In economic data, the German GfK survey confirmed another big hit to consumer sentiment in April and sees much worse to come next month. Having already slumped to a downwardly revised 2.3 at the start of the quarter, the report's forecast for the overall climate indicator in May is minus 23.4. Separately, German PMI flash data for April saw a more than 10-point decline in manufacturing to 34.4 and a nearly 20-point drop in services to a deep low of 15.9.

Asia Pacific

Most Asian markets closed higher or were little changed Thursday, with gains on Wall Street Wednesday and a rebound in global oil prices providing some boost to regional investor sentiment. Japan's Nikkei and Topix indices were among the stronger performers in the region, advancing 1.5 percent and 1.4 percent respectively despite the release of weak PMI survey data. Hong Kong's Hang Seng index closed up 0.4 percent, Australia's All Ordinaries index was unchanged on the day, and the Shanghai Composite index fell 0.2 percent.

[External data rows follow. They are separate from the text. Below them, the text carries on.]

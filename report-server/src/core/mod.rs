//! Core module - configuration, state and server lifecycle

mod config;
mod server;
mod state;

pub use config::Config;
pub use server::Server;
pub use state::ServerState;
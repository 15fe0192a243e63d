//! Single-pass aggregation
//!
//! One linear scan over the filtered records accumulates every requested
//! breakdown at once: the zero-filled daily timeline, per-dimension sums
//! (store, employee, product, unit category) and nested
//! (product × unit-category) cells. Re-filtering per dimension is never
//! done; cost stays O(records × dimensions).

use std::collections::{BTreeSet, HashMap};

use chrono::NaiveDate;
use indexmap::IndexMap;
use shared::models::{AggregationCell, AttendanceRecord, AttendanceStatus, DateRange, SalesRecord, UnitCategory};

use super::calendar::Calendar;

/// Sentinel dimension key for records whose source field is empty
pub const UNSPECIFIED: &str = "unspecified";

/// Bucket width for grouped sales-report rows
#[derive(Debug, Clone, Copy, PartialEq, Eq)]
pub enum Granularity {
    Detail,
    Daily,
    Monthly,
    Quarterly,
    Yearly,
}

impl Granularity {
    pub fn parse(raw: &str) -> Option<Self> {
        match raw.to_lowercase().as_str() {
            "detail" => Some(Self::Detail),
            "daily" => Some(Self::Daily),
            "monthly" => Some(Self::Monthly),
            "quarterly" => Some(Self::Quarterly),
            "yearly" => Some(Self::Yearly),
            _ => None,
        }
    }

    pub fn as_str(&self) -> &'static str {
        match self {
            Self::Detail => "detail",
            Self::Daily => "daily",
            Self::Monthly => "monthly",
            Self::Quarterly => "quarterly",
            Self::Yearly => "yearly",
        }
    }

    /// Bucket key for a record's local date
    pub fn bucket_key(&self, date: NaiveDate) -> String {
        match self {
            // Detail rows are keyed by the caller (per record timestamp)
            Self::Detail | Self::Daily => Calendar::day_key(date),
            Self::Monthly => Calendar::month_key(date),
            Self::Quarterly => Calendar::quarter_key(date),
            Self::Yearly => Calendar::year_key(date),
        }
    }
}

/// Which dimension breakdowns an aggregation pass maintains
#[derive(Debug, Clone, Copy, Default)]
pub struct DimensionSpec {
    pub store: bool,
    pub employee: bool,
    pub product: bool,
    pub unit_category: bool,
    /// Nested (product, unit category) cells for the comparison matrix
    pub product_units: bool,
}

impl DimensionSpec {
    pub fn all() -> Self {
        Self {
            store: true,
            employee: true,
            product: true,
            unit_category: true,
            product_units: true,
        }
    }
}

/// One calendar bucket of the timeline
#[derive(Debug, Clone)]
pub struct TimeBucket {
    /// `YYYY-MM-DD`
    pub day: String,
    pub cell: AggregationCell,
}

/// Zero-filled daily timeline spanning the union of the input ranges
///
/// Invariant: the set of day keys equals exactly the calendar days covered
/// by the ranges, sorted, no gaps, no duplicates (overlaps deduplicate).
#[derive(Debug, Clone)]
pub struct Timeline {
    buckets: Vec<TimeBucket>,
    index: HashMap<String, usize>,
}

impl Timeline {
    /// Build zero-filled buckets for every day covered by the ranges
    pub fn for_ranges(ranges: &[DateRange]) -> Self {
        let mut days: BTreeSet<NaiveDate> = BTreeSet::new();
        for range in ranges {
            let (Ok(start), Ok(end)) = (
                NaiveDate::parse_from_str(&range.start_day, "%Y-%m-%d"),
                NaiveDate::parse_from_str(&range.end_day, "%Y-%m-%d"),
            ) else {
                continue;
            };
            let mut day = start;
            while day <= end {
                days.insert(day);
                let Some(next) = day.succ_opt() else { break };
                day = next;
            }
        }

        let buckets: Vec<TimeBucket> = days
            .into_iter()
            .map(|day| TimeBucket {
                day: Calendar::day_key(day),
                cell: AggregationCell::default(),
            })
            .collect();
        let index = buckets
            .iter()
            .enumerate()
            .map(|(i, b)| (b.day.clone(), i))
            .collect();
        Self { buckets, index }
    }

    /// Fold a sale into the bucket for `day_key`; false if outside the
    /// declared buckets (misconfigured upstream filtering)
    fn add(&mut self, day_key: &str, quantity: f64, total: f64) -> bool {
        match self.index.get(day_key) {
            Some(&i) => {
                self.buckets[i].cell.add_sale(quantity, total);
                true
            }
            None => false,
        }
    }

    pub fn buckets(&self) -> &[TimeBucket] {
        &self.buckets
    }

    pub fn len(&self) -> usize {
        self.buckets.len()
    }

    pub fn is_empty(&self) -> bool {
        self.buckets.is_empty()
    }
}

/// Insertion-ordered `dimensionKey -> AggregationCell` mapping
///
/// Insertion order is scan order, which later makes top-N tie-breaks
/// deterministic.
#[derive(Debug, Clone, Default)]
pub struct DimensionBuckets {
    cells: IndexMap<String, AggregationCell>,
}

impl DimensionBuckets {
    /// Get-or-insert-default accumulation; empty keys land under the
    /// `unspecified` sentinel
    pub fn add(&mut self, key: &str, quantity: f64, total: f64) {
        let key = if key.trim().is_empty() { UNSPECIFIED } else { key };
        self.cells
            .entry(key.to_string())
            .or_default()
            .add_sale(quantity, total);
    }

    pub fn iter(&self) -> impl Iterator<Item = (&str, &AggregationCell)> {
        self.cells.iter().map(|(k, v)| (k.as_str(), v))
    }

    pub fn get(&self, key: &str) -> Option<&AggregationCell> {
        self.cells.get(key)
    }

    pub fn len(&self) -> usize {
        self.cells.len()
    }

    pub fn is_empty(&self) -> bool {
        self.cells.is_empty()
    }

    /// Total revenue across all keys
    pub fn revenue_sum(&self) -> f64 {
        self.cells.values().map(|c| c.revenue_sum).sum()
    }
}

/// Per-unit-category cells, indexed by [`UnitCategory`]
#[derive(Debug, Clone, Copy, Default)]
pub struct UnitCells([AggregationCell; 3]);

impl UnitCells {
    fn slot(category: UnitCategory) -> usize {
        match category {
            UnitCategory::Box => 0,
            UnitCategory::Pack => 1,
            UnitCategory::Piece => 2,
        }
    }

    pub fn add(&mut self, category: UnitCategory, quantity: f64, total: f64) {
        self.0[Self::slot(category)].add_sale(quantity, total);
    }

    pub fn get(&self, category: UnitCategory) -> &AggregationCell {
        &self.0[Self::slot(category)]
    }
}

/// Result of one aggregation pass
#[derive(Debug, Clone)]
pub struct Aggregation {
    pub timeline: Timeline,
    pub by_store: DimensionBuckets,
    pub by_employee: DimensionBuckets,
    pub by_product: DimensionBuckets,
    pub by_unit_category: DimensionBuckets,
    /// Nested (product key, unit category) cells
    pub product_units: IndexMap<String, UnitCells>,
    pub total: AggregationCell,
}

/// Walk the filtered records once, accumulating every requested breakdown
pub fn aggregate<'a, I>(records: I, timeline: Timeline, dims: DimensionSpec) -> Aggregation
where
    I: IntoIterator<Item = &'a SalesRecord>,
{
    let mut agg = Aggregation {
        timeline,
        by_store: DimensionBuckets::default(),
        by_employee: DimensionBuckets::default(),
        by_product: DimensionBuckets::default(),
        by_unit_category: DimensionBuckets::default(),
        product_units: IndexMap::new(),
        total: AggregationCell::default(),
    };
    let mut skipped: u64 = 0;

    for record in records {
        let category = UnitCategory::classify(&record.unit_label);

        if !agg.timeline.add(&record.day_key, record.quantity, record.total) {
            // Buckets are pre-built to span the normalized ranges exactly,
            // so a miss means upstream filtering was misconfigured.
            skipped += 1;
            continue;
        }
        agg.total.add_sale(record.quantity, record.total);

        if dims.store {
            agg.by_store.add(&record.store_name, record.quantity, record.total);
        }
        if dims.employee {
            agg.by_employee
                .add(&record.employee_name, record.quantity, record.total);
        }
        if dims.product {
            agg.by_product
                .add(&record.product_key(), record.quantity, record.total);
        }
        if dims.unit_category {
            agg.by_unit_category
                .add(category.as_str(), record.quantity, record.total);
        }
        if dims.product_units {
            agg.product_units
                .entry(record.product_key())
                .or_default()
                .add(category, record.quantity, record.total);
        }
    }

    if skipped > 0 {
        tracing::warn!(
            skipped,
            "Records fell outside declared time buckets and were skipped"
        );
    }
    agg
}

/// Attendance totals for a filtered record set
#[derive(Debug, Clone, Copy, Default, PartialEq, Eq)]
pub struct AttendanceTotals {
    pub check_ins: u64,
    pub check_outs: u64,
}

pub fn count_attendance<'a, I>(records: I) -> AttendanceTotals
where
    I: IntoIterator<Item = &'a AttendanceRecord>,
{
    let mut totals = AttendanceTotals::default();
    for record in records {
        match record.status {
            AttendanceStatus::CheckIn => totals.check_ins += 1,
            AttendanceStatus::CheckOut => totals.check_outs += 1,
        }
    }
    totals
}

Japanese flash PMI data for April, among the first indicators to provide information on the ongoing impact of the pandemic, fell to 37.8, down from 41.1 in March and weaker than the consensus forecast of 42.0. The equivalent flash for the service sector was 22.8, weakening further from the final estimate of 33.8 for March. Respondents to both surveys reported very sharp declines in output, new orders, new export orders, and employment, weak business confidence and subdued price pressures.

Preliminary merchandise trade data for Australia for March were published Thursday as part of a new range of data products introduced to provide more timely and frequent information about the impact of the global coronavirus pandemic. The preliminary estimates show Australia's exports rose 29 percent on the month in March, rebounding strongly from a decline of 4.7 percent in February. This rebound was largely driven by mining and energy exports, including a significant increase in iron ore exports to China after these had declined in January and February. Imports also strengthened, up around 10 percent on the month after falling 4.3 percent previously, with increases in non-monetary gold, aircraft, and consumer electronics.

Hong Kong's headline consumer price index increased 2.3 percent on the year in March, above the 1.8 percent average for January and February. Officials advise referring to the average for January and February in order to remove distortions caused by the timing of lunar new year holidays. Hong Kong's underlying inflation rate, however, fell from an average of 3.1 percent for January and February to 2.6 percent in March, in part reflecting weaker food price inflation. Officials expect inflation to remain moderate in coming months given weakness in domestic and external activity and recent currency appreciation.

Looking ahead*

On Friday in Asia/Pacific, Japanese CPI and Singapore industrial production figures are scheduled. In Europe, UK retail sales, German Ifo, and Italian business and consumer confidence reports are scheduled. In North America, it's durable goods orders and the consumer sentiment reports.